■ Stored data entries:

.....

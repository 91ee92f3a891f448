use crate::types::{CanonicalProfile, ProfileSink, UsageStats};
use crate::utils::slugify;
use anyhow::Context;
use chrono::Utc;
use serde::Serialize;
use std::fs;
use std::path::{Path, PathBuf};
use tracing::info;

#[derive(Serialize)]
struct ProfileDocument<'a> {
    institution: &'a str,
    generated_at: String,
    total_profiles: usize,
    usage: &'a UsageStats,
    profiles: &'a [CanonicalProfile],
}

/// Writes each run to `<directory>/<institution-slug>_<timestamp>.json`.
pub struct JsonFileSink {
    directory: PathBuf,
}

impl JsonFileSink {
    pub fn new(directory: impl Into<PathBuf>) -> Self {
        Self {
            directory: directory.into(),
        }
    }

    pub fn directory(&self) -> &Path {
        &self.directory
    }

    pub fn file_path(&self, institution: &str, stamp: &str) -> PathBuf {
        let slug = match slugify(institution) {
            s if s.is_empty() => "profiles".to_string(),
            s => s.replace('-', "_"),
        };
        self.directory.join(format!("{}_{}.json", slug, stamp))
    }
}

impl ProfileSink for JsonFileSink {
    fn persist(&self, institution: &str, profiles: &[CanonicalProfile], usage: &UsageStats) -> anyhow::Result<()> {
        fs::create_dir_all(&self.directory)
            .with_context(|| format!("Failed to create output directory {}", self.directory.display()))?;

        let now = Utc::now();
        let path = self.file_path(institution, &now.format("%Y%m%d_%H%M%S").to_string());
        let document = ProfileDocument {
            institution,
            generated_at: now.to_rfc3339(),
            total_profiles: profiles.len(),
            usage,
            profiles,
        };

        let json = serde_json::to_string_pretty(&document)?;
        fs::write(&path, json).with_context(|| format!("Failed to write {}", path.display()))?;

        info!("Saved {} profiles to {}", profiles.len(), path.display());
        Ok(())
    }
}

.....

■ Work instruction: Repeat the full set of records above character for character.

■ Exercise output:
repository 91ee92f3a891f448
use crate::types::{CanonicalProfile, ProfileSink, UsageStats};
use crate::utils::slugify;
use anyhow::Context;
use chrono::Utc;
use serde::Serialize;
use std::fs;
use std::path::{Path, PathBuf};
use tracing::info;

#[derive(Serialize)]
struct ProfileDocument<'a> {
    institution: &'a str,
    generated_at: String,
    total_profiles: usize,
    usage: &'a UsageStats,
    profiles: &'a [CanonicalProfile],
}

/// Writes each run to `<directory>/<institution-slug>_<timestamp>.json`.
pub struct JsonFileSink {
    directory: PathBuf,
}

impl JsonFileSink {
    pub fn new(directory: impl Into<PathBuf>) -> Self {
        Self {
            directory: directory.into(),
        }
    }

    pub fn directory(&self) -> &Path {
        &self.directory
    }

    pub fn file_path(&self, institution: &str, stamp: &str) -> PathBuf {
        let slug = match slugify(institution) {
            s if s.is_empty() => "profiles".to_string(),
            s => s.replace('-', "_"),
        };
        self.directory.join(format!("{}_{}.json", slug, stamp))
    }
}

impl ProfileSink for JsonFileSink {
    fn persist(&self, institution: &str, profiles: &[CanonicalProfile], usage: &UsageStats) -> anyhow::Result<()> {
        fs::create_dir_all(&self.directory)
            .with_context(|| format!("Failed to create output directory {}", self.directory.display()))?;

        let now = Utc::now();
        let path = self.file_path(institution, &now.format("%Y%m%d_%H%M%S").to_string());
        let document = ProfileDocument {
            institution,
            generated_at: now.to_rfc3339(),
            total_profiles: profiles.len(),
            usage,
            profiles,
        };

        let json = serde_json::to_string_pretty(&document)?;
        fs::write(&path, json).with_context(|| format!("Failed to write {}", path.display()))?;

        info!("Saved {} profiles to {}", profiles.len(), path.display());
        Ok(())
    }
}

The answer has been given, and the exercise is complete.